The NGOs, who were invited as observers, have presented a
united front in pushing the senior officials in the conference's
drafting committees to rework the communique that will be issued
at the end of the Second Asian and Pacific Ministerial Meeting on
Women in Development.
The senior officials yesterday were busy putting the final
touches to the document draft, to be officially called the
Jakarta Declaration and the Plan of Action for the Advancement of
Women in Asia and the Pacific.
The NGOs are demanding changes in the definition of the
concepts of work, family and the links between cultural and
religious values, and military and economic policies.
The concept of work, for example, should cover both paid and
unpaid work, and include the informal and subsistence sectors as
well as household chores.
This, they argued, would allow for appropriate tools and
methods used to quantify such works and reflect women's total
contribution in the national accounting systems.

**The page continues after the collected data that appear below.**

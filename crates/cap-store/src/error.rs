//! Storage error type

use cap_core::CoreError;
use thiserror::Error;

#[derive(Debug, Error)]
pub enum StoreError {
    #[error("database error: {0}")]
    Database(String),
}

pub type StoreResult<T> = Result<T, StoreError>;

impl From<StoreError> for CoreError {
    fn from(err: StoreError) -> Self {
        match err {
            StoreError::Database(message) => CoreError::Storage(message),
        }
    }
}
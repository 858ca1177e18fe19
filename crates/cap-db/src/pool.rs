//! Database connection pool management

use std::time::Duration;

use cap_core::config::DatabaseConfig;
use sqlx::postgres::{PgPool, PgPoolOptions};

/// Database connection pool
#[derive(Clone)]
pub struct Database {
    pool: PgPool,
}

impl Database {
    /// Create a new database connection pool
    pub async fn connect(config: &DatabaseConfig) -> Result<Self, sqlx::Error> {
        let pool = PgPoolOptions::new()
            .max_connections(config.max_connections)
            .acquire_timeout(Duration::from_secs(config.connect_timeout_secs))
            .connect(&config.url)
            .await?;

        tracing::info!(
            max_connections = config.max_connections,
            "database pool created"
        );

        Ok(Self { pool })
    }

    pub fn pool(&self) -> &PgPool {
        &self.pool
    }

    /// Check if the database is reachable
    pub async fn ping(&self) -> Result<(), sqlx::Error> {
        sqlx::query("SELECT 1").execute(&self.pool).await?;
        Ok(())
    }

    pub async fn close(&self) {
        self.pool.close().await;
        tracing::info!("database pool closed");
    }
}
impl WorkflowEngine {
    pub fn new(
        projects: Arc<dyn ProjectStore>,
        milestones: MilestoneTracker,
        sink: Arc<dyn NotificationSink>,
    ) -> Self {
        Self {
            projects,
            milestones,
            sink,
        }
    }

    pub fn milestones(&self) -> &MilestoneTracker {
        &self.milestones
    }

    /// Submit a draft proposal for supervisor review.
    ///
    /// Requires the actor to be the author, the project to be in draft and a
    /// supervisor to be assigned. Moves the phase to supervisor_review and
    /// opens the proposal milestone.
    pub async fn submit_proposal(&self, project_id: Id, actor: &Principal) -> CoreResult<Project> {
        let project = self.load(project_id).await?;

        if !project.is_author(actor.id) {
            return Err(CoreError::forbidden(
                "only the project author can submit the proposal",
            ));
        }
        if project.phase != ProjectPhase::Draft {
            return Err(CoreError::precondition(format!(
                "proposal can only be submitted from draft (currently {})",
                project.phase
            )));
        }
        if !project.has_supervisor() {
            return Err(CoreError::precondition(
                "a supervisor must be assigned before submitting",
            ));
        }

        self.move_phase(project_id, ProjectPhase::Draft, ProjectPhase::SupervisorReview)
            .await?;
        self.milestones.begin(project_id, PROPOSAL_PHASE).await?;

        if let Some(supervisor_id) = project.supervisor_id {
            deliver_best_effort(
                self.sink.as_ref(),
                Notification::new(
                    supervisor_id,
                    NotificationKind::ProposalSubmitted,
                    format!("Proposal \"{}\" was submitted for your review", project.title),
                ),
            )
            .await;
        }

        tracing::info!(project_id, actor = actor.id, "proposal submitted");
        self.load(project_id).await
    }

    /// Review a submitted proposal.
    ///
    /// `approve` is legal only from supervisor_review; `request_changes` and
    /// `reject` move any reviewable phase to changes_requested and require
    /// feedback text. The reject/request_changes distinction survives only in
    /// the milestone record, not in the project phase.
    pub async fn review(
        &self,
        project_id: Id,
        actor: &Principal,
        action: ReviewAction,
        feedback: Option<String>,
    ) -> CoreResult<Project> {
        let project = self.load(project_id).await?;
        self.authorize_reviewer(&project, actor)?;

        match action {
            ReviewAction::Approve => {
                if project.phase != ProjectPhase::SupervisorReview {
                    return Err(self.invalid_transition(&project, ProjectPhase::Approved));
                }
                self.move_phase(project_id, project.phase, ProjectPhase::Approved)
                    .await?;
                self.milestones
                    .complete(project_id, PROPOSAL_PHASE, Some(actor.id), feedback)
                    .await?;
            }
            ReviewAction::RequestChanges | ReviewAction::Reject => {
                let feedback = feedback.map(|f| f.trim().to_string()).filter(|f| !f.is_empty());
                if feedback.is_none() {
                    return Err(CoreError::validation("feedback", "can't be blank"));
                }
                if !reviewable(project.phase) {
                    return Err(self.invalid_transition(&project, ProjectPhase::ChangesRequested));
                }
                self.move_phase(project_id, project.phase, ProjectPhase::ChangesRequested)
                    .await?;
                self.milestones
                    .reject(project_id, PROPOSAL_PHASE, Some(actor.id), feedback)
                    .await?;
            }
        }

        deliver_best_effort(
            self.sink.as_ref(),
            Notification::new(
                project.author_id,
                NotificationKind::ProposalReviewed,
                format!("Your proposal \"{}\" was reviewed", project.title),
            ),
        )
        .await;

        tracing::info!(project_id, actor = actor.id, ?action, "proposal reviewed");
        self.load(project_id).await
    }

    /// Advance the project to a direct successor phase.
    ///
    /// Surfaces the legal successor set on an illegal target so the caller
    /// can retry correctly.
    pub async fn advance(
        &self,
        project_id: Id,
        actor: &Principal,
        target: ProjectPhase,
    ) -> CoreResult<Project> {
        let project = self.load(project_id).await?;
        self.authorize_reviewer(&project, actor)?;

        if !is_successor(project.phase, target) {
            return Err(self.invalid_transition(&project, target));
        }

        let previous = project.phase;
        self.move_phase(project_id, previous, target).await?;

        // Close out the phase being left, if it had an open milestone, and
        // open one for the phase entered.
        if let Some(open) = self.milestones.find(project_id, previous).await? {
            if open.status == cap_core::types::MilestoneStatus::InProgress {
                self.milestones
                    .complete(project_id, previous, Some(actor.id), None)
                    .await?;
            }
        }
        self.milestones.begin(project_id, target).await?;

        deliver_best_effort(
            self.sink.as_ref(),
            Notification::new(
                project.author_id,
                NotificationKind::PhaseAdvanced,
                format!("Project \"{}\" advanced to {}", project.title, target),
            ),
        )
        .await;

        tracing::info!(project_id, actor = actor.id, from = %previous, to = %target, "phase advanced");
        self.load(project_id).await
    }

    async fn load(&self, project_id: Id) -> CoreResult<Project> {
        self.projects
            .find(project_id)
            .await?
            .ok_or_else(|| CoreError::not_found("Project", project_id))
    }

    fn authorize_reviewer(&self, project: &Project, actor: &Principal) -> CoreResult<()> {
        if actor.is_admin() || project.supervisor_id == Some(actor.id) {
            return Ok(());
        }
        Err(CoreError::forbidden(
            "only the assigned supervisor or an admin may do this",
        ))
    }

    fn invalid_transition(&self, project: &Project, target: ProjectPhase) -> CoreError {
        CoreError::InvalidTransition {
            from: project.phase,
            target,
            valid: successors(project.phase).to_vec(),
        }
    }

    async fn move_phase(
        &self,
        project_id: Id,
        expected: ProjectPhase,
        next: ProjectPhase,
    ) -> CoreResult<()> {
        if self.projects.set_phase(project_id, expected, next).await? {
            Ok(())
        } else {
            Err(CoreError::precondition(
                "project phase changed concurrently; reload and retry",
            ))
        }
    }
}
//! Core error types for Capstone RS
//!
//! Every coordinator operation surfaces one of these variants verbatim; the
//! API layer maps them onto HTTP status codes.

use std::collections::HashMap;

use thiserror::Error;

use crate::types::ProjectPhase;

/// Core error type for all Capstone operations
#[derive(Error, Debug)]
pub enum CoreError {
    #[error("Not found: {entity} with id={id}")]
    NotFound { entity: &'static str, id: String },

    #[error("Forbidden: {message}")]
    Forbidden { message: String },

    #[error("Precondition failed: {message}")]
    PreconditionFailed { message: String },

    #[error("Invalid transition from {from} to {target}; valid targets: {valid:?}")]
    InvalidTransition {
        from: ProjectPhase,
        target: ProjectPhase,
        /// Legal successor set, surfaced so the caller can retry correctly.
        valid: Vec<ProjectPhase>,
    },

    #[error("Validation failed: {0}")]
    Validation(#[from] ValidationErrors),

    #[error("Conflict: {message}")]
    Conflict { message: String },

    #[error("Storage error: {0}")]
    Storage(String),
}

pub type CoreResult<T> = Result<T, CoreError>;

impl CoreError {
    pub fn not_found(entity: &'static str, id: impl std::fmt::Display) -> Self {
        Self::NotFound {
            entity,
            id: id.to_string(),
        }
    }

    pub fn forbidden(message: impl Into<String>) -> Self {
        Self::Forbidden {
            message: message.into(),
        }
    }

    pub fn precondition(message: impl Into<String>) -> Self {
        Self::PreconditionFailed {
            message: message.into(),
        }
    }

    pub fn conflict(message: impl Into<String>) -> Self {
        Self::Conflict {
            message: message.into(),
        }
    }

    /// Single-field validation failure.
    pub fn validation(field: impl Into<String>, message: impl Into<String>) -> Self {
        let mut errors = ValidationErrors::new();
        errors.add(field, message);
        Self::Validation(errors)
    }

    pub fn status_code(&self) -> u16 {
        match self {
            Self::NotFound { .. } => 404,
            Self::Forbidden { .. } => 403,
            Self::PreconditionFailed { .. } => 412,
            Self::InvalidTransition { .. } => 409,
            Self::Validation(_) => 422,
            Self::Conflict { .. } => 409,
            Self::Storage(_) => 500,
        }
    }

    pub fn error_code(&self) -> &'static str {
        match self {
            Self::NotFound { .. } => "not_found",
            Self::Forbidden { .. } => "forbidden",
            Self::PreconditionFailed { .. } => "precondition_failed",
            Self::InvalidTransition { .. } => "invalid_transition",
            Self::Validation(_) => "validation_failed",
            Self::Conflict { .. } => "conflict",
            Self::Storage(_) => "storage_error",
        }
    }
}

/// Validation errors collection, keyed by field
#[derive(Error, Debug, Default, Clone)]
#[error("Validation errors: {errors:?}")]
pub struct ValidationErrors {
    /// Field-specific errors: field_name -> Vec<error_messages>
    pub errors: HashMap<String, Vec<String>>,
    /// Base errors not tied to a specific field
    pub base_errors: Vec<String>,
}

impl ValidationErrors {
    pub fn new() -> Self {
        Self::default()
    }

    pub fn add(&mut self, field: impl Into<String>, message: impl Into<String>) {
        self.errors
            .entry(field.into())
            .or_default()
            .push(message.into());
    }

    pub fn add_base(&mut self, message: impl Into<String>) {
        self.base_errors.push(message.into());
    }

    pub fn is_empty(&self) -> bool {
        self.errors.is_empty() && self.base_errors.is_empty()
    }

    pub fn has_error(&self, field: &str) -> bool {
        self.errors.contains_key(field)
    }

    pub fn get(&self, field: &str) -> Option<&Vec<String>> {
        self.errors.get(field)
    }

    pub fn full_messages(&self) -> Vec<String> {
        let mut messages = self.base_errors.clone();
        for (field, field_messages) in &self.errors {
            for msg in field_messages {
                messages.push(format!("{} {}", field, msg));
            }
        }
        messages
    }
}

impl From<validator::ValidationErrors> for ValidationErrors {
    fn from(source: validator::ValidationErrors) -> Self {
        let mut errors = ValidationErrors::new();
        for (field, field_errors) in source.field_errors() {
            for err in field_errors {
                let message = err
                    .message
                    .as_ref()
                    .map(|m| m.to_string())
                    .unwrap_or_else(|| format!("is invalid ({})", err.code));
                errors.add(field.to_string(), message);
            }
        }
        errors
    }
}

The NGOs had already hammered out their common position when
they met at the Asian and Pacific Symposium of NGOs on Women in
Development in Manila last November.
They have since formed the Asian and Pacific NGO Working
Group. The lobbyists are also armed with a document presented by
55 organizations that have formed the Asia Pacific Women's Action
Network (APWAN).
"Women's rights are increasingly threatened and violated by
militant assertions of religious and ethnic identity, in normal
and in crisis situations," the APWAN document said. "While we
advocate multi-culturalism, all cultural and religious practices,
which deviate from universally accepted human rights including
women's rights, must not be tolerated."
On personal relationships and traditional family norms, the
NGOs are lobbying for individual rights, including those of
lesbians,"...to freely choose their partners without prejudice on
the basis of class, religion, sex or sexual orientation, and form
the type of family they prefer."
"Lesbians face systematic physical and psychological violence
from family, society and state institutions," they said.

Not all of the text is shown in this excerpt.